Camille Ayglon-SaurinaAncienne internationale de handball
Un groupe qui tisse des liens
Au moment du dessert, les uns échangent sur les plus chaudes ambiances vécues dans les salles ou les stades, d’autres parlent de leur aversion pour les pâtes après dix-sept ans de régime alimentaire sportif. Que les sujets soient futiles ou sérieux, tous apprécient ces échanges enrichissants entre anciens sportifs de haut-niveau, de différentes disciplines. Le directeur confirme : « Il y a une forme de complicité, c’est un petit groupe qui tisse des liens. C’est bien également, car avec les anciens diplômés, il y a un réseau qui se construit et qui peut les aider dans leurs nouvelles carrières, résume Jean-François Brocard. »
14h06. Retour en salle de conférence. Le chapitre, complexe, sur les relations entre ligues et fédérations s’ouvre. Le juriste du CDES, Jean-Christophe Breillat, évoque d’anciens exemples de friction entre les instances sportives, comme le projet de fusion entre le Stade Français et le Racing Métro 92 : le 17 mars 2017 la LNR, la Ligue de rugby décide de reporter les matches de ces deux clubs, prévus le lendemain, le 18 mars. Une décision annulée, par la FFR… le 22 mars. Autrement dit, la FFR a donc décidé d’annuler le report de matches du 18 mars, qui de fait, étaient déjà reportés puisque cinq jours s’étaient écoulés depuis… Au récit de cette anecdote absurde, la salle rit. Les rugbymen lancent : « On a des valeurs nous ! On réfléchit, nous ! » Nouvelle salve de rires…
La première journée de cette 3e session du diplôme s’achève par l’intervention de la responsable juridique de la Fédération française de handball, Gwenhaël Samper. L’exposé de l’organisation de sa fédération et de ses relations avec la ligue professionnelle sont particulièrement intéressants et permettent aux étudiants de découvrir un exemple concret. Nombre d’intervenants du monde sportif professionnel sont programmés tout au long de leur formation. Au cours de la session limougeaude, le président du Toulouse Football Club, Damien Comolli, le directeur général de l’Olympique Lyonnais Féminin, Vincent Ponsot ou encore le responsable RH et juridique de la JDA Dijon, Yoann Petit, doivent venir à la rencontre de la promotion. « Les rencontres avec les intervenants, diplômés ici pour certains, sont très enrichissantes. Ils ont des postes de responsables, on peut facilement se référer à leurs parcours, se projeter » apprécie Laurent Koscielny.
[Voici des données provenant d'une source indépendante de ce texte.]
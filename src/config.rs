//! Process-wide settings and run policy
//!
//! Loaded once at startup from `settings.yaml` and passed explicitly to the
//! runner. Nothing here is re-read mid-run.

use crate::error::ConfigError;
use crate::provider::ProviderConfig;
use crate::tools::DEFAULT_SEARCH_URL;
use serde::{Deserialize, Serialize};
use std::path::{Path, PathBuf};
use std::time::Duration;

pub const SETTINGS_FILE: &str = "settings.yaml";

/// Bounds on a single run
#[derive(Debug, Clone, PartialEq, Eq, Serialize, Deserialize)]
#[serde(default)]
pub struct RunPolicy {
    /// Validate/revise cycles before the run completes with warnings
    pub iteration_cap: u32,
    /// Extra attempts for a task whose agent failed (hierarchical only)
    pub max_task_retries: u32,
    /// Wall-clock limit for the whole run
    #[serde(skip_serializing_if = "Option::is_none")]
    pub deadline_secs: Option<u64>,
}

impl Default for RunPolicy {
    fn default() -> Self {
        Self {
            iteration_cap: 3,
            max_task_retries: 1,
            deadline_secs: None,
        }
    }
}

/// Partial policy from `crew.yaml` or the command line
#[derive(Debug, Clone, Default, PartialEq, Eq, Serialize, Deserialize)]
pub struct PolicyOverrides {
    #[serde(default, skip_serializing_if = "Option::is_none")]
    pub iteration_cap: Option<u32>,
    #[serde(default, skip_serializing_if = "Option::is_none")]
    pub max_task_retries: Option<u32>,
    #[serde(default, skip_serializing_if = "Option::is_none")]
    pub deadline_secs: Option<u64>,
}

impl RunPolicy {
    pub fn deadline(&self) -> Option<Duration> {
        self.deadline_secs.map(Duration::from_secs)
    }

    /// Layer `overrides` on top of this policy
    pub fn apply(mut self, overrides: &PolicyOverrides) -> Self {
        if let Some(cap) = overrides.iteration_cap {
            self.iteration_cap = cap;
        }
        if let Some(retries) = overrides.max_task_retries {
            self.max_task_retries = retries;
        }
        if let Some(secs) = overrides.deadline_secs {
            self.deadline_secs = Some(secs);
        }
        self
    }

    pub fn validate(&self) -> Result<(), ConfigError> {
        if self.iteration_cap < 1 {
            return Err(ConfigError::Invalid("iteration_cap must be at least 1".into()));
        }
        if self.deadline_secs == Some(0) {
            return Err(ConfigError::Invalid("deadline_secs must be positive".into()));
        }
        Ok(())
    }
}

/// Main settings for the binary
#[derive(Debug, Clone, Serialize, Deserialize)]
#[serde(default)]
pub struct Settings {
    /// LLM provider configuration
    pub provider: ProviderConfig,

    /// Directory for JSON log files
    pub log_dir: PathBuf,

    /// Enable verbose logging
    pub verbose: bool,

    /// OTLP HTTP endpoint; span export is off when unset
    #[serde(skip_serializing_if = "Option::is_none")]
    pub otel_endpoint: Option<String>,

    /// SearXNG instance for the web_search tool
    pub search_url: String,

    /// Default run policy
    pub policy: RunPolicy,
}

impl Default for Settings {
    fn default() -> Self {
        Self {
            provider: ProviderConfig::default(),
            log_dir: PathBuf::from(".autocrew_logs"),
            verbose: false,
            otel_endpoint: None,
            search_url: DEFAULT_SEARCH_URL.to_string(),
            policy: RunPolicy::default(),
        }
    }
}

impl Settings {
    /// Load settings from an explicit YAML file
    pub fn load(path: &Path) -> Result<Self, ConfigError> {
        let content = std::fs::read_to_string(path).map_err(|source| ConfigError::Read {
            path: path.to_path_buf(),
            source,
        })?;
        let settings: Settings =
            serde_yaml::from_str(&content).map_err(|source| ConfigError::Parse {
                path: path.to_path_buf(),
                source,
            })?;
        settings.policy.validate()?;
        Ok(settings)
    }

    /// `settings.yaml` in `config_dir` if given and present, else the user
    /// config dir, else defaults
    pub fn discover(config_dir: Option<&Path>) -> Result<Self, ConfigError> {
        let candidates = [
            config_dir.map(|d| d.join(SETTINGS_FILE)),
            dirs::config_dir().map(|d| d.join("autocrew").join(SETTINGS_FILE)),
        ];

        for path in candidates.into_iter().flatten() {
            if path.is_file() {
                tracing::debug!(path = %path.display(), "loading settings");
                return Self::load(&path);
            }
        }
        Ok(Self::default())
    }

    /// Set verbose logging
    pub fn with_verbose(mut self, verbose: bool) -> Self {
        self.verbose = verbose;
        self
    }
}

#[cfg(test)]
mod tests {
    use super::*;
    use tempfile::TempDir;

    #[test]
    fn test_policy_defaults_and_overrides() {
        let policy = RunPolicy::default();
        assert_eq!(policy.iteration_cap, 3);
        assert_eq!(policy.max_task_retries, 1);
        assert!(policy.deadline().is_none());

        let tuned = policy.apply(&PolicyOverrides {
            iteration_cap: Some(5),
            deadline_secs: Some(60),
            ..Default::default()
        });
        assert_eq!(tuned.iteration_cap, 5);
        assert_eq!(tuned.max_task_retries, 1);
        assert_eq!(tuned.deadline(), Some(Duration::from_secs(60)));
    }

    #[test]
    fn test_policy_validation() {
        let zero_cap = RunPolicy {
            iteration_cap: 0,
            ..Default::default()
        };
        assert!(zero_cap.validate().is_err());
        assert!(RunPolicy::default().validate().is_ok());
    }

    #[test]
    fn test_load_partial_settings() {
        let temp = TempDir::new().unwrap();
        std::fs::write(
            temp.path().join(SETTINGS_FILE),
            "provider:\n  base_url: http://localhost:1234/v1\n  api_key_env: ''\npolicy:\n  iteration_cap: 2\n",
        )
        .unwrap();

        let settings = Settings::discover(Some(temp.path())).unwrap();
        assert_eq!(settings.provider.base_url, "http://localhost:1234/v1");
        assert_eq!(settings.policy.iteration_cap, 2);
        assert_eq!(settings.policy.max_task_retries, 1);
        assert_eq!(settings.search_url, DEFAULT_SEARCH_URL);
    }

    #[test]
    fn test_invalid_settings_rejected() {
        let temp = TempDir::new().unwrap();
        let path = temp.path().join(SETTINGS_FILE);
        std::fs::write(&path, "policy:\n  iteration_cap: 0\n").unwrap();
        assert!(Settings::load(&path).is_err());

        std::fs::write(&path, "verbose: [nope\n").unwrap();
        assert!(matches!(Settings::load(&path), Err(ConfigError::Parse { .. })));
    }
}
Fin de la journée ou plutôt fin des cours. Car tous se retrouvent une petite heure après, à la Maison Bernardaud pour la présentation officielle de la 13e promotion, devant les partenaires, les élus. Un rendez-vous important et symbolique car ils ne viennent qu’une fois par an à Limoges, au cours de leur formation qui dure deux ans.
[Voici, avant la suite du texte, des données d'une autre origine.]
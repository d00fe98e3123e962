//! Crew definitions loaded from YAML
//!
//! A config directory holds `agents.yaml`, `tasks.yaml` and `crew.yaml`.
//! Everything is validated here, once, before a `Workflow` is built.

use super::builtins;
use super::task::{Task, TaskKind};
use super::workflow::{Process, Workflow};
use crate::agent::{Agent, AgentDefinition};
use crate::config::{PolicyOverrides, RunPolicy};
use crate::error::ConfigError;
use crate::tool::ToolRegistry;
use indexmap::IndexMap;
use serde::de::DeserializeOwned;
use serde::{Deserialize, Serialize};
use std::collections::HashMap;
use std::path::{Path, PathBuf};
use std::sync::Arc;

pub const AGENTS_FILE: &str = "agents.yaml";
pub const TASKS_FILE: &str = "tasks.yaml";
pub const CREW_FILE: &str = "crew.yaml";

#[derive(Debug, Clone, Copy, Default, PartialEq, Eq, Serialize, Deserialize)]
#[serde(rename_all = "lowercase")]
pub enum TaskKindName {
    #[default]
    Analysis,
    Integration,
    Validation,
}

/// One entry of `tasks.yaml`
#[derive(Debug, Clone, PartialEq, Serialize, Deserialize)]
pub struct TaskDefinition {
    /// Handlebars template over the task's input context
    #[serde(alias = "promptTemplate", alias = "description", alias = "prompt")]
    pub prompt_template: String,
    #[serde(alias = "expectedOutput")]
    pub expected_output: String,
    pub agent: String,
    #[serde(default)]
    pub kind: TaskKindName,
    /// Integration task checked by a validation task
    #[serde(default, skip_serializing_if = "Option::is_none")]
    pub validates: Option<String>,
}

/// `crew.yaml`
#[derive(Debug, Clone, PartialEq, Serialize, Deserialize)]
pub struct CrewDefinition {
    #[serde(default)]
    pub process: Process,
    #[serde(default, skip_serializing_if = "Option::is_none")]
    pub manager: Option<String>,
    /// Task names in pipeline order
    pub tasks: Vec<String>,
    #[serde(default, skip_serializing_if = "Option::is_none")]
    pub policy: Option<PolicyOverrides>,
}

#[derive(Debug, Clone)]
pub struct CrewConfig {
    pub agents: IndexMap<String, AgentDefinition>,
    pub tasks: IndexMap<String, TaskDefinition>,
    pub crew: CrewDefinition,
}

fn read_yaml<T: DeserializeOwned>(path: &Path) -> Result<T, ConfigError> {
    let content = std::fs::read_to_string(path).map_err(|source| ConfigError::Read {
        path: path.to_path_buf(),
        source,
    })?;
    parse_yaml(&content, path)
}

fn parse_yaml<T: DeserializeOwned>(content: &str, origin: &Path) -> Result<T, ConfigError> {
    serde_yaml::from_str(content).map_err(|source| ConfigError::Parse {
        path: origin.to_path_buf(),
        source,
    })
}

impl CrewConfig {
    /// Load and validate the three definition files in `dir`
    pub fn load(dir: &Path) -> Result<Self, ConfigError> {
        let config = Self {
            agents: read_yaml(&dir.join(AGENTS_FILE))?,
            tasks: read_yaml(&dir.join(TASKS_FILE))?,
            crew: read_yaml(&dir.join(CREW_FILE))?,
        };
        config.validate()?;
        tracing::debug!(
            dir = %dir.display(),
            agents = config.agents.len(),
            tasks = config.crew.tasks.len(),
            "loaded crew definition"
        );
        Ok(config)
    }

    /// Parse definitions from YAML text; `origin` names them in errors
    pub fn from_yaml(agents: &str, tasks: &str, crew: &str, origin: &Path) -> Result<Self, ConfigError> {
        let config = Self {
            agents: parse_yaml(agents, &origin.join(AGENTS_FILE))?,
            tasks: parse_yaml(tasks, &origin.join(TASKS_FILE))?,
            crew: parse_yaml(crew, &origin.join(CREW_FILE))?,
        };
        config.validate()?;
        Ok(config)
    }

    /// The codebase-integration crew shipped with the binary
    pub fn builtin() -> Result<Self, ConfigError> {
        Self::from_yaml(
            builtins::AGENTS_YAML,
            builtins::TASKS_YAML,
            builtins::CREW_YAML,
            &PathBuf::from("<builtin>"),
        )
    }

    /// Every reference must resolve and every definition be well-formed
    pub fn validate(&self) -> Result<(), ConfigError> {
        for (name, agent) in &self.agents {
            agent.validate(name).map_err(ConfigError::Invalid)?;
        }

        for (name, task) in &self.tasks {
            if task.prompt_template.trim().is_empty() {
                return Err(ConfigError::Invalid(format!("task '{}' has an empty prompt template", name)));
            }
            if task.expected_output.trim().is_empty() {
                return Err(ConfigError::Invalid(format!("task '{}' has an empty expected output", name)));
            }
            if !self.agents.contains_key(&task.agent) {
                return Err(ConfigError::MissingAgent {
                    task: name.clone(),
                    agent: task.agent.clone(),
                });
            }
            match (task.kind, &task.validates) {
                (TaskKindName::Validation, None) => {
                    return Err(ConfigError::Invalid(format!(
                        "validation task '{}' must name the task it validates",
                        name
                    )))
                }
                (TaskKindName::Validation, Some(target)) if !self.tasks.contains_key(target) => {
                    return Err(ConfigError::MissingTask(target.clone()))
                }
                (TaskKindName::Analysis | TaskKindName::Integration, Some(_)) => {
                    return Err(ConfigError::Invalid(format!(
                        "only validation tasks may set 'validates' (task '{}')",
                        name
                    )))
                }
                _ => {}
            }
        }

        if self.crew.tasks.is_empty() {
            return Err(ConfigError::Invalid("crew lists no tasks".into()));
        }
        for name in &self.crew.tasks {
            if !self.tasks.contains_key(name) {
                return Err(ConfigError::MissingTask(name.clone()));
            }
        }
        if let Some(manager) = &self.crew.manager {
            if !self.agents.contains_key(manager) {
                return Err(ConfigError::MissingAgent {
                    task: "crew".into(),
                    agent: manager.clone(),
                });
            }
        }
        if let Some(policy) = &self.crew.policy {
            RunPolicy::default().apply(policy).validate()?;
        }
        Ok(())
    }

    /// Override the process from `crew.yaml`. Sequential runs take no manager.
    pub fn with_process(mut self, process: Process) -> Self {
        self.crew.process = process;
        if process == Process::Sequential {
            self.crew.manager = None;
        }
        self
    }

    /// `base` with this crew's policy overrides applied
    pub fn policy(&self, base: RunPolicy) -> RunPolicy {
        match &self.crew.policy {
            Some(overrides) => base.apply(overrides),
            None => base,
        }
    }

    /// Build the immutable workflow for `project_path`, selecting each
    /// agent's tools from `available`
    pub fn build_workflow(&self, project_path: &Path, available: &ToolRegistry) -> Result<Workflow, ConfigError> {
        let mut built: HashMap<&str, Arc<Agent>> = HashMap::new();
        let mut agent_for = |name: &str| -> Result<Arc<Agent>, ConfigError> {
            if let Some(existing) = built.get(name) {
                return Ok(existing.clone());
            }
            let (key, def) = self
                .agents
                .get_key_value(name)
                .ok_or_else(|| ConfigError::Invalid(format!("unknown agent '{}'", name)))?;
            let agent = Agent::from_definition(key, def, available).map_err(|tool| ConfigError::UnknownTool {
                agent: key.clone(),
                tool,
            })?;
            let agent = Arc::new(agent);
            built.insert(key.as_str(), agent.clone());
            Ok(agent)
        };

        let mut builder = Workflow::builder(project_path).process(self.crew.process);

        for name in &self.crew.tasks {
            let def = self
                .tasks
                .get(name)
                .ok_or_else(|| ConfigError::MissingTask(name.clone()))?;
            let kind = match def.kind {
                TaskKindName::Analysis => TaskKind::Analysis,
                TaskKindName::Integration => TaskKind::Integration,
                TaskKindName::Validation => TaskKind::Validation {
                    validates: def.validates.clone().unwrap_or_default(),
                },
            };
            let task = Task::new(
                name.clone(),
                def.prompt_template.clone(),
                def.expected_output.clone(),
                agent_for(&def.agent)?,
            )
            .with_kind(kind);
            builder = builder.task(task);
        }

        if let Some(manager) = &self.crew.manager {
            builder = builder.manager(agent_for(manager)?);
        }

        builder.build()
    }
}

#[cfg(test)]
mod tests {
    use super::*;
    use crate::tools::{standard_registry, DEFAULT_SEARCH_URL};
    use tempfile::TempDir;

    const AGENTS: &str = r#"
analyst:
  role: Codebase Analyst
  goal: Understand the project
  backstory: Reads code carefully.
  tools: [list_directory, read_file]
writer:
  role: Integrator
  goal: Change the code
  brief: Writes minimal diffs.
  tools: [read_file, write_file]
checker:
  role: Validator
  goal: Check the change
  brief: Strict reviewer.
  tools: [read_file]
boss:
  role: Manager
  goal: Coordinate
  brief: Delegates work.
  allowDelegation: true
"#;

    const TASKS: &str = r#"
analyze:
  promptTemplate: "Analyze {{projectPath}}"
  expectedOutput: JSON report
  agent: analyst
integrate:
  description: "Integrate using {{json priorOutput}}"
  expected_output: Modified files
  agent: writer
  kind: integration
validate:
  prompt: "Validate {{projectPath}}"
  expected_output: '{"status": "pass|fail"}'
  agent: checker
  kind: validation
  validates: integrate
"#;

    const CREW: &str = r#"
process: hierarchical
manager: boss
tasks: [analyze, integrate, validate]
policy:
  iteration_cap: 2
"#;

    fn write_dir(agents: &str, tasks: &str, crew: &str) -> TempDir {
        let temp = TempDir::new().unwrap();
        std::fs::write(temp.path().join(AGENTS_FILE), agents).unwrap();
        std::fs::write(temp.path().join(TASKS_FILE), tasks).unwrap();
        std::fs::write(temp.path().join(CREW_FILE), crew).unwrap();
        temp
    }

    #[test]
    fn test_load_and_build() {
        let dir = write_dir(AGENTS, TASKS, CREW);
        let config = CrewConfig::load(dir.path()).unwrap();
        assert_eq!(config.policy(RunPolicy::default()).iteration_cap, 2);

        let project = TempDir::new().unwrap();
        let registry = standard_registry(project.path(), DEFAULT_SEARCH_URL);
        let workflow = config.build_workflow(project.path(), &registry).unwrap();

        assert_eq!(workflow.process(), Process::Hierarchical);
        assert_eq!(workflow.task_ids(), vec!["analyze", "integrate", "validate"]);
        assert_eq!(workflow.task("validate").unwrap().validates(), Some("integrate"));
        assert_eq!(workflow.manager().unwrap().id, "boss");
        let writer = &workflow.task("integrate").unwrap().agent;
        assert_eq!(writer.capabilities().names(), vec!["read_file", "write_file"]);
    }

    #[test]
    fn test_sequential_override_drops_manager() {
        let dir = write_dir(AGENTS, TASKS, CREW);
        let config = CrewConfig::load(dir.path()).unwrap().with_process(Process::Sequential);
        let project = TempDir::new().unwrap();
        let registry = standard_registry(project.path(), DEFAULT_SEARCH_URL);

        let workflow = config.build_workflow(project.path(), &registry).unwrap();
        assert_eq!(workflow.process(), Process::Sequential);
        assert!(workflow.manager().is_none());
    }

    #[test]
    fn test_missing_file_is_read_error() {
        let temp = TempDir::new().unwrap();
        std::fs::write(temp.path().join(AGENTS_FILE), AGENTS).unwrap();
        assert!(matches!(CrewConfig::load(temp.path()), Err(ConfigError::Read { .. })));
    }

    #[test]
    fn test_missing_required_key_is_parse_error() {
        let tasks = "analyze:\n  expected_output: report\n  agent: analyst\n";
        let dir = write_dir(AGENTS, tasks, "tasks: [analyze]\n");
        assert!(matches!(CrewConfig::load(dir.path()), Err(ConfigError::Parse { .. })));
    }

    #[test]
    fn test_unresolved_references() {
        let tasks = TASKS.replace("agent: checker", "agent: ghost");
        let dir = write_dir(AGENTS, &tasks, CREW);
        assert!(matches!(
            CrewConfig::load(dir.path()),
            Err(ConfigError::MissingAgent { agent, .. }) if agent == "ghost"
        ));

        let crew = CREW.replace("validate]", "deploy]");
        let dir = write_dir(AGENTS, TASKS, &crew);
        assert!(matches!(CrewConfig::load(dir.path()), Err(ConfigError::MissingTask(t)) if t == "deploy"));
    }

    #[test]
    fn test_unknown_tool_fails_build() {
        let agents = AGENTS.replace("tools: [read_file]", "tools: [read_file, shell]");
        let dir = write_dir(&agents, TASKS, CREW);
        let config = CrewConfig::load(dir.path()).unwrap();
        let project = TempDir::new().unwrap();
        let registry = standard_registry(project.path(), DEFAULT_SEARCH_URL);

        let err = config.build_workflow(project.path(), &registry).unwrap_err();
        assert!(matches!(err, ConfigError::UnknownTool { ref tool, .. } if tool == "shell"));
    }

    #[test]
    fn test_builtin_crew_is_valid() {
        let config = CrewConfig::builtin().unwrap();
        assert_eq!(config.crew.process, Process::Hierarchical);
        let project = TempDir::new().unwrap();
        let registry = standard_registry(project.path(), DEFAULT_SEARCH_URL);
        let workflow = config.build_workflow(project.path(), &registry).unwrap();
        assert_eq!(workflow.tasks().len(), 4);
    }
}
Cette année, les prochaines sessions se tiendront dans différents lieux en France, aux Girondins de Bordeaux ou au Biarritz Olympique, entre autres. Pour les 19 anciens sportifs, ces blocs de cours leur permettront d’alourdir encore plus leur bagage, et de continuer à nouer des liens dans cette aventure qui les accompagne vers une nouvelle page de leurs vies.